* Records:
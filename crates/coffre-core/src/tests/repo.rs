use crate::crypto;
use crate::repo::{resolve_secret, Configuration, Repository};
use crate::storage::{store_config_from_location, Store};
use crate::testutil::{mock_repo, mock_repo_with_encryption};
use coffre_types::CoffreError;

#[test]
fn init_then_open_no_rebuild() {
    let test = mock_repo("repo-open");
    let repo_id = test.repo.configuration().repository_id;

    let store = Box::new(test.store());
    let serialized = store.open().unwrap();
    let reopened = Repository::open_no_rebuild(store, &serialized, None, test.cache.path()).unwrap();
    assert_eq!(reopened.configuration().repository_id, repo_id);
}

#[test]
fn corrupt_config_is_rejected() {
    let test = mock_repo("repo-corrupt");
    let store = Box::new(test.store());
    let mut serialized = store.open().unwrap();
    let mid = serialized.len() / 2;
    serialized[mid] ^= 0x80;
    assert!(Repository::open_no_rebuild(store, &serialized, None, test.cache.path()).is_err());
}

#[test]
fn rebuild_state_merges_remote_states() {
    let test = mock_repo("repo-rebuild");
    let source = tempfile::tempdir().unwrap();
    crate::testutil::sample_tree(source.path());

    let opts = crate::commands::backup::BackupOptions {
        job: "t".into(),
        tags: vec![],
        excludes: vec![],
    };
    let outcome = crate::commands::backup::run(&test.repo, source.path(), &opts, None).unwrap();

    // A second open starts empty and recovers everything with one rebuild.
    let store = Box::new(test.store());
    let serialized = store.open().unwrap();
    let cache2 = tempfile::tempdir().unwrap();
    let fresh = Repository::open_no_rebuild(store, &serialized, None, cache2.path()).unwrap();
    assert!(fresh.locate_snapshot_ids().is_empty());

    fresh.rebuild_state().unwrap();
    assert_eq!(fresh.locate_snapshot_ids(), vec![outcome.snapshot_id]);
}

#[test]
fn state_cache_survives_reopen() {
    let test = mock_repo("repo-cache");
    let source = tempfile::tempdir().unwrap();
    crate::testutil::sample_tree(source.path());

    let opts = crate::commands::backup::BackupOptions {
        job: "t".into(),
        tags: vec![],
        excludes: vec![],
    };
    let outcome = crate::commands::backup::run(&test.repo, source.path(), &opts, None).unwrap();
    test.repo.rebuild_state().unwrap();

    // Same cache dir: the aggregate is loaded without any store round trip.
    let store = Box::new(test.store());
    let serialized = store.open().unwrap();
    let reopened =
        Repository::open_no_rebuild(store, &serialized, None, test.cache.path()).unwrap();
    assert_eq!(reopened.locate_snapshot_ids(), vec![outcome.snapshot_id]);
}

#[test]
fn ingest_single_state_file() {
    let test = mock_repo("repo-ingest");
    let source = tempfile::tempdir().unwrap();
    crate::testutil::sample_tree(source.path());

    let opts = crate::commands::backup::BackupOptions {
        job: "t".into(),
        tags: vec![],
        excludes: vec![],
    };
    let outcome = crate::commands::backup::run(&test.repo, source.path(), &opts, None).unwrap();

    let store = Box::new(test.store());
    let serialized = store.open().unwrap();
    let cache2 = tempfile::tempdir().unwrap();
    let fresh = Repository::open_no_rebuild(store, &serialized, None, cache2.path()).unwrap();
    fresh.ingest_state_file(outcome.state_id).unwrap();
    assert_eq!(fresh.locate_snapshot_ids(), vec![outcome.snapshot_id]);
}

// ── Secret resolution ──────────────────────────────────────────────────

#[test]
fn plaintext_repo_needs_no_secret() {
    let configuration = Configuration::new(None);
    let config = store_config_from_location("mock://x");
    assert!(resolve_secret(&configuration, &config, &[])
        .unwrap()
        .is_none());
}

#[test]
fn passphrase_from_store_config() {
    let block = crypto::new_encryption_block(b"sesame").unwrap();
    let configuration = Configuration::new(Some(block));

    let mut config = store_config_from_location("mock://x");
    config.insert("passphrase".into(), "sesame".into());
    assert!(resolve_secret(&configuration, &config, &[])
        .unwrap()
        .is_some());
}

#[test]
fn wrong_passphrase_fails_verification() {
    let block = crypto::new_encryption_block(b"sesame").unwrap();
    let configuration = Configuration::new(Some(block));

    let mut config = store_config_from_location("mock://x");
    config.insert("passphrase".into(), "wrong".into());
    assert!(matches!(
        resolve_secret(&configuration, &config, &[]),
        Err(CoffreError::KeyVerification)
    ));
}

#[test]
fn passphrase_command_output_is_used() {
    let block = crypto::new_encryption_block(b"from-command").unwrap();
    let configuration = Configuration::new(Some(block));

    let mut config = store_config_from_location("mock://x");
    config.insert("passphrase_cmd".into(), "echo from-command".into());
    assert!(resolve_secret(&configuration, &config, &[])
        .unwrap()
        .is_some());
}

#[test]
fn missing_passphrase_is_config_error() {
    let block = crypto::new_encryption_block(b"x").unwrap();
    let configuration = Configuration::new(Some(block));
    let config = store_config_from_location("mock://x");
    assert!(matches!(
        resolve_secret(&configuration, &config, &[]),
        Err(CoffreError::Config(_))
    ));
}

#[test]
fn provided_secret_is_canary_checked() {
    let block = crypto::new_encryption_block(b"sesame").unwrap();
    let good = crypto::derive_key(&block.kdf, b"sesame").unwrap();
    let configuration = Configuration::new(Some(block));
    let config = store_config_from_location("mock://x");

    assert!(resolve_secret(&configuration, &config, good.as_ref())
        .unwrap()
        .is_some());
    assert!(matches!(
        resolve_secret(&configuration, &config, &[7u8; 32]),
        Err(CoffreError::KeyVerification)
    ));
}

#[test]
fn encrypted_repo_round_trip() {
    let block = crypto::new_encryption_block(b"vault").unwrap();
    let key = crypto::derive_key(&block.kdf, b"vault").unwrap();
    let mut test = mock_repo_with_encryption("repo-encrypted", Some(block));
    test.repo.set_secret(key);

    let source = tempfile::tempdir().unwrap();
    crate::testutil::sample_tree(source.path());
    let opts = crate::commands::backup::BackupOptions {
        job: "enc".into(),
        tags: vec![],
        excludes: vec![],
    };
    let outcome = crate::commands::backup::run(&test.repo, source.path(), &opts, None).unwrap();

    let snapshot = test.repo.load_snapshot(outcome.snapshot_id).unwrap();
    assert_eq!(snapshot.header.job, "enc");
}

* What is expected: Your answer should consist of the lines above that hold the word "reopened".

* Task solution:
    let reopened = Repository::open_no_rebuild(store, &serialized, None, test.cache.path()).unwrap();
    assert_eq!(reopened.configuration().repository_id, repo_id);
    let reopened =
    assert_eq!(reopened.locate_snapshot_ids(), vec![outcome.snapshot_id]);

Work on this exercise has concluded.